Look through the listing and locate every line containing the word "filename"; copy those lines.

START RECORDS FOR THIS EXERCISE

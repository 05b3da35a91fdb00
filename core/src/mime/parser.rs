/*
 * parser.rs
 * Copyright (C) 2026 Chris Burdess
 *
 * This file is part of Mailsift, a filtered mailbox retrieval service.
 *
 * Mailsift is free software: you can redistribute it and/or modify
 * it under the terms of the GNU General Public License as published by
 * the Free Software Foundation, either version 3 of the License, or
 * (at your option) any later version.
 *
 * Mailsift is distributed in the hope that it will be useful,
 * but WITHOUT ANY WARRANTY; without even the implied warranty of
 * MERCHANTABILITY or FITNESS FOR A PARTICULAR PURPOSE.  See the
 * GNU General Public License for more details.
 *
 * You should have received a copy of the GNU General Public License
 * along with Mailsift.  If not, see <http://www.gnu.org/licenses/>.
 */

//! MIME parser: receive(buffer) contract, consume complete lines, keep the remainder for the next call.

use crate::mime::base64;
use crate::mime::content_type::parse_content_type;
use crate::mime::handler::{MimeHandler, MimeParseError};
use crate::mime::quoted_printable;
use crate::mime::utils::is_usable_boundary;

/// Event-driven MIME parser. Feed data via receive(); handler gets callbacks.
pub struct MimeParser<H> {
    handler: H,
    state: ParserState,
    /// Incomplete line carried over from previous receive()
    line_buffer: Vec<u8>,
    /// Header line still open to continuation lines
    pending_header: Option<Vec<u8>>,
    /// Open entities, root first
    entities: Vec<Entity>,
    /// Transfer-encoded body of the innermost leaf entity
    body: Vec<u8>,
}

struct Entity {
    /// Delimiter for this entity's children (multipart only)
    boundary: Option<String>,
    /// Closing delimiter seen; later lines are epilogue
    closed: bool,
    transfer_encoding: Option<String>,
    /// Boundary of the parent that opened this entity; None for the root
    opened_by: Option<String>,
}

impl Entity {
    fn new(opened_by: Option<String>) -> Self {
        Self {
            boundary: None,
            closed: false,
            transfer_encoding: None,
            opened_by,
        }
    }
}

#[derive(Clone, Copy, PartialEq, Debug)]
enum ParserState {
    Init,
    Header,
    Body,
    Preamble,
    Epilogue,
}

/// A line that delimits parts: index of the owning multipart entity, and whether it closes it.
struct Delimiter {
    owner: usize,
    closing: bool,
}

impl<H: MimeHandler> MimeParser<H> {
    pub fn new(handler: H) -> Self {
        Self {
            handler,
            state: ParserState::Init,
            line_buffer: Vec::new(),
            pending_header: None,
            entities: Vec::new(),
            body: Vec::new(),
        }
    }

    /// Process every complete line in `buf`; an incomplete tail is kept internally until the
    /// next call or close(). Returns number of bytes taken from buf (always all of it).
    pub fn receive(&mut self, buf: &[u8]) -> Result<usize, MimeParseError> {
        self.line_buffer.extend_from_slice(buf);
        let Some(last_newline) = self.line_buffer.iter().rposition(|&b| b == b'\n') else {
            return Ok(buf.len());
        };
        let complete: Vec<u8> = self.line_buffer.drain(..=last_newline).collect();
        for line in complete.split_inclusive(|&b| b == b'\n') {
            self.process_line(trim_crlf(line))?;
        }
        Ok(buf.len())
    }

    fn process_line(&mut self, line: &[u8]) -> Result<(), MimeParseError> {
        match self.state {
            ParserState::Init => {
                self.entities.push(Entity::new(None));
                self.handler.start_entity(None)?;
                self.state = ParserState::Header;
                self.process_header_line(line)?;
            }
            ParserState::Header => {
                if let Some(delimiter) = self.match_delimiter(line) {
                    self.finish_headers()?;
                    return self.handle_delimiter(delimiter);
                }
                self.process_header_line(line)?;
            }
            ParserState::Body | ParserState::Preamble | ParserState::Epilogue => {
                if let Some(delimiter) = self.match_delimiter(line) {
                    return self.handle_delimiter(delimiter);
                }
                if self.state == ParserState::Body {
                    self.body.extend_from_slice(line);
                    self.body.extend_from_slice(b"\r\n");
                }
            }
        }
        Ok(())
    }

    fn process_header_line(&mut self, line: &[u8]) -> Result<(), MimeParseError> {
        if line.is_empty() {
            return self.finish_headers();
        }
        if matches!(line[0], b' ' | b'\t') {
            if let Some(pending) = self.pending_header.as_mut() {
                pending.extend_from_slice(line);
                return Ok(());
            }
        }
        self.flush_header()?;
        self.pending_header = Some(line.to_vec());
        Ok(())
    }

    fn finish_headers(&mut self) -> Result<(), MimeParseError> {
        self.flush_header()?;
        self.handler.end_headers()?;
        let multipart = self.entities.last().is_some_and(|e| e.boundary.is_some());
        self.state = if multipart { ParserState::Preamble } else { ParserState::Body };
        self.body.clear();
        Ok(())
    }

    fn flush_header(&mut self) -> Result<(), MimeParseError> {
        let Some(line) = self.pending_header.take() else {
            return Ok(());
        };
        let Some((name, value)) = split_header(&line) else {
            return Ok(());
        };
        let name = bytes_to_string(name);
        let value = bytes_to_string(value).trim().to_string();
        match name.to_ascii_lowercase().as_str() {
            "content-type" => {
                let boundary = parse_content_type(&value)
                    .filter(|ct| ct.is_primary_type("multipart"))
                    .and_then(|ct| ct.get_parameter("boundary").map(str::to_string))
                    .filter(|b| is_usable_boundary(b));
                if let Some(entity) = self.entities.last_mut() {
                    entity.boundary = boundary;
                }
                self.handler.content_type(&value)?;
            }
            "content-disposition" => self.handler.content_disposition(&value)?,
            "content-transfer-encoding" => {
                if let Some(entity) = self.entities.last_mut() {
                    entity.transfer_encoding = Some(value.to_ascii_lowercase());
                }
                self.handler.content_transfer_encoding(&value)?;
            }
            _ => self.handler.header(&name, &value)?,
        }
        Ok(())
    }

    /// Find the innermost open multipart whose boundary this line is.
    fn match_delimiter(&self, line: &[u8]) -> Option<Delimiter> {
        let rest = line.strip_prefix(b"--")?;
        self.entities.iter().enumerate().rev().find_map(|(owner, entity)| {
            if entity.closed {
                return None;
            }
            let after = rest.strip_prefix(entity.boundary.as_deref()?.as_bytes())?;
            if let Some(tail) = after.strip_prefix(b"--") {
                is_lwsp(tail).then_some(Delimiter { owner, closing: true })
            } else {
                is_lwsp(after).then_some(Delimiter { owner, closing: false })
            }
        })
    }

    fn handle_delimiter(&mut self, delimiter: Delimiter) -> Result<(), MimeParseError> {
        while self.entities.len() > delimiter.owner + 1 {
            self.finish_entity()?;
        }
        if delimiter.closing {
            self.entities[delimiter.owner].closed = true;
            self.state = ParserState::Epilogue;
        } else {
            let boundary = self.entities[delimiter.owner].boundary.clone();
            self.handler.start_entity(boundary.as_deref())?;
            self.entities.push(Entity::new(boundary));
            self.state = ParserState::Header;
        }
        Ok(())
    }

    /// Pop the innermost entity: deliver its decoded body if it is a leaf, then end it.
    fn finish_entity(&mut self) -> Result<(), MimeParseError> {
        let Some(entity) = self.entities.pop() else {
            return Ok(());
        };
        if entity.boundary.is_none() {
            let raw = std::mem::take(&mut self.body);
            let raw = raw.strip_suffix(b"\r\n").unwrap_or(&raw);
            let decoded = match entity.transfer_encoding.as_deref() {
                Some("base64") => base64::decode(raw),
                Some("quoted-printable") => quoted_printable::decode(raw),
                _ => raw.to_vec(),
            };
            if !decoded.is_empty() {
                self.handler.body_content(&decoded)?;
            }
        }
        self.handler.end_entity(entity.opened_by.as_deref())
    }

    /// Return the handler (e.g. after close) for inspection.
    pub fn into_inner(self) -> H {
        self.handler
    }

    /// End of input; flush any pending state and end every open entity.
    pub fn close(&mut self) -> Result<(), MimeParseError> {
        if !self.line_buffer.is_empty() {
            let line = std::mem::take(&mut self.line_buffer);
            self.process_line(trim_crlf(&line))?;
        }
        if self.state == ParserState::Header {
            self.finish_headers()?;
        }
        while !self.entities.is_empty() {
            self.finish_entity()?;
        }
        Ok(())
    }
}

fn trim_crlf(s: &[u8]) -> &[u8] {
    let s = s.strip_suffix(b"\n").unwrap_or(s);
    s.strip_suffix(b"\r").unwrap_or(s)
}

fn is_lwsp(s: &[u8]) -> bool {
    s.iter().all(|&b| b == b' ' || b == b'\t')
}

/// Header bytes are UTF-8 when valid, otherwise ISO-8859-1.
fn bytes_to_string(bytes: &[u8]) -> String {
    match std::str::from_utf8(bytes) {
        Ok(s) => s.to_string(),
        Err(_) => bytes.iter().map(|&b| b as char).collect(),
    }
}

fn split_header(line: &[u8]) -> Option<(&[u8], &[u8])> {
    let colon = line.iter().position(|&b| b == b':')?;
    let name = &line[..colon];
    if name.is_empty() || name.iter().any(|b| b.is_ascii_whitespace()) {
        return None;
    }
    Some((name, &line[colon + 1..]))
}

END RECORDS FOR THIS EXERCISE
START RECORDS FOR THIS EXERCISE

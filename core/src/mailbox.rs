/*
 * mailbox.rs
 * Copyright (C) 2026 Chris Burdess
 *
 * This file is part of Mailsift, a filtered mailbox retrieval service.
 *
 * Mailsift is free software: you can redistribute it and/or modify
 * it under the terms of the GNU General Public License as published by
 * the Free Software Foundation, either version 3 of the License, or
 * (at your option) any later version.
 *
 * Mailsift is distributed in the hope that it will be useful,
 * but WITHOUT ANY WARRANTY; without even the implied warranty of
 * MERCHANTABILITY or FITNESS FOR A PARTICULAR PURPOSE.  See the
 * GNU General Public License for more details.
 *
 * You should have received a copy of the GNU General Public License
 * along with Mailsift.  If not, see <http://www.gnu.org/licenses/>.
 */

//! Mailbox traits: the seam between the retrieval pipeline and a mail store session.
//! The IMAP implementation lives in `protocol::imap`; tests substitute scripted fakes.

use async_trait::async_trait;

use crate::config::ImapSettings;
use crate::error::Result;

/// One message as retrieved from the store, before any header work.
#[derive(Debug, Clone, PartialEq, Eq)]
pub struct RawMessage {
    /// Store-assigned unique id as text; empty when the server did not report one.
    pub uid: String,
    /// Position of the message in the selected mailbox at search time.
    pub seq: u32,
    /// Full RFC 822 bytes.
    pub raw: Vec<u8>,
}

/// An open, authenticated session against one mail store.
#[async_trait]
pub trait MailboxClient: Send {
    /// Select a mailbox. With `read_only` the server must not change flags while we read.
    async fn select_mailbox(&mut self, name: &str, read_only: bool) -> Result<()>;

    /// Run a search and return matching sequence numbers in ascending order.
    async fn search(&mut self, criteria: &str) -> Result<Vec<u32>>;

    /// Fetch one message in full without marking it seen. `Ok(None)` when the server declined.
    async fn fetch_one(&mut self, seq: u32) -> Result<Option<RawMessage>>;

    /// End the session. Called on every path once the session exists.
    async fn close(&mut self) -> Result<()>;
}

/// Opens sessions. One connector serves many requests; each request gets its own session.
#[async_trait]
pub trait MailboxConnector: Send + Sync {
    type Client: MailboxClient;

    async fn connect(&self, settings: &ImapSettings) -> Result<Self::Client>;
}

END RECORDS FOR THIS EXERCISE

EXERCISE RESULT:
filename core/src/mime/parser.rs
filename core/src/mailbox.rs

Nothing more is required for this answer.